- What you should do:
Set the entries down once more, exactly as they are worded.

- Data:
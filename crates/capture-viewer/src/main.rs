//! # Capture Viewer
//! Renders a moving square into a window and captures the presented image or the depth buffer to
//! PNG files on a key press.
//!

#![allow(clippy::std_instead_of_alloc)]

extern crate alloc;

use app::App;
use config::Config;
use mimalloc::MiMalloc;
use tracing::{info, info_span, warn};
use winit::event_loop::{ControlFlow, EventLoop};

use failure::Failure;

#[global_allocator]
static GLOBAL: MiMalloc = MiMalloc;

mod app;
mod config;
mod directories;
mod failure;
#[cfg(feature = "log")]
mod logger;
mod renderer;
mod sink;

pub use directories::config_dir;

/// The Cargo package version.
#[cfg(not(debug_assertions))]
pub const VERSION: &str = env!("CARGO_PKG_VERSION");

/// The Cargo package version or '0.0.0' if a non-release build.
#[cfg(debug_assertions)]
pub const VERSION: &str = "0.0.0";

/// If this instance should have debug enabled.
pub fn should_debug() -> bool {
    std::env::args().any(|arg| arg.eq("--debug"))
}

fn main() {
    // Set up logger
    #[cfg(feature = "log")]
    let _logger_guards = logger::setup_logger(should_debug()).report("Could not set up the logger");

    let _span = info_span!("[Main Thread]").entered();
    info!("Capture Viewer v{}", VERSION);

    // Load config
    let config = {
        let maybe_config = match Config::try_load_config() {
            Ok(maybe_config) => maybe_config,
            Err(error) => {
                warn!("Could not load the config file, using the defaults:\n{error}");
                None
            }
        };

        match maybe_config {
            Some(config) => config,
            None => {
                let config = Config::default();
                config.save().report("Could not save the config file");
                config
            }
        }
    };

    if config.poll_frame_event && !cfg!(feature = "event-polling") {
        warn!("'poll_frame_event' is set but the 'event-polling' feature is not enabled");
    }

    // Create event loop
    let event_loop = EventLoop::new().report_and_panic("Could not create the event loop");
    event_loop.set_control_flow(ControlFlow::Poll);

    // Run the app
    let mut app = App::new(config);
    event_loop
        .run_app(&mut app)
        .report("The event loop exited with an error");
}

- Response area:
filename crates/capture-viewer/src/main.rs
//! # Capture Viewer
//! Renders a moving square into a window and captures the presented image or the depth buffer to
//! PNG files on a key press.
//!

#![allow(clippy::std_instead_of_alloc)]

extern crate alloc;

use app::App;
use config::Config;
use mimalloc::MiMalloc;
use tracing::{info, info_span, warn};
use winit::event_loop::{ControlFlow, EventLoop};

use failure::Failure;

#[global_allocator]
static GLOBAL: MiMalloc = MiMalloc;

mod app;
mod config;
mod directories;
mod failure;
#[cfg(feature = "log")]
mod logger;
mod renderer;
mod sink;

pub use directories::config_dir;

/// The Cargo package version.
#[cfg(not(debug_assertions))]
pub const VERSION: &str = env!("CARGO_PKG_VERSION");

/// The Cargo package version or '0.0.0' if a non-release build.
#[cfg(debug_assertions)]
pub const VERSION: &str = "0.0.0";

/// If this instance should have debug enabled.
pub fn should_debug() -> bool {
    std::env::args().any(|arg| arg.eq("--debug"))
}

fn main() {
    // Set up logger
    #[cfg(feature = "log")]
    let _logger_guards = logger::setup_logger(should_debug()).report("Could not set up the logger");

    let _span = info_span!("[Main Thread]").entered();
    info!("Capture Viewer v{}", VERSION);

    // Load config
    let config = {
        let maybe_config = match Config::try_load_config() {
            Ok(maybe_config) => maybe_config,
            Err(error) => {
                warn!("Could not load the config file, using the defaults:\n{error}");
                None
            }
        };

        match maybe_config {
            Some(config) => config,
            None => {
                let config = Config::default();
                config.save().report("Could not save the config file");
                config
            }
        }
    };

    if config.poll_frame_event && !cfg!(feature = "event-polling") {
        warn!("'poll_frame_event' is set but the 'event-polling' feature is not enabled");
    }

    // Create event loop
    let event_loop = EventLoop::new().report_and_panic("Could not create the event loop");
    event_loop.set_control_flow(ControlFlow::Poll);

    // Run the app
    let mut app = App::new(config);
    event_loop
        .run_app(&mut app)
        .report("The event loop exited with an error");
}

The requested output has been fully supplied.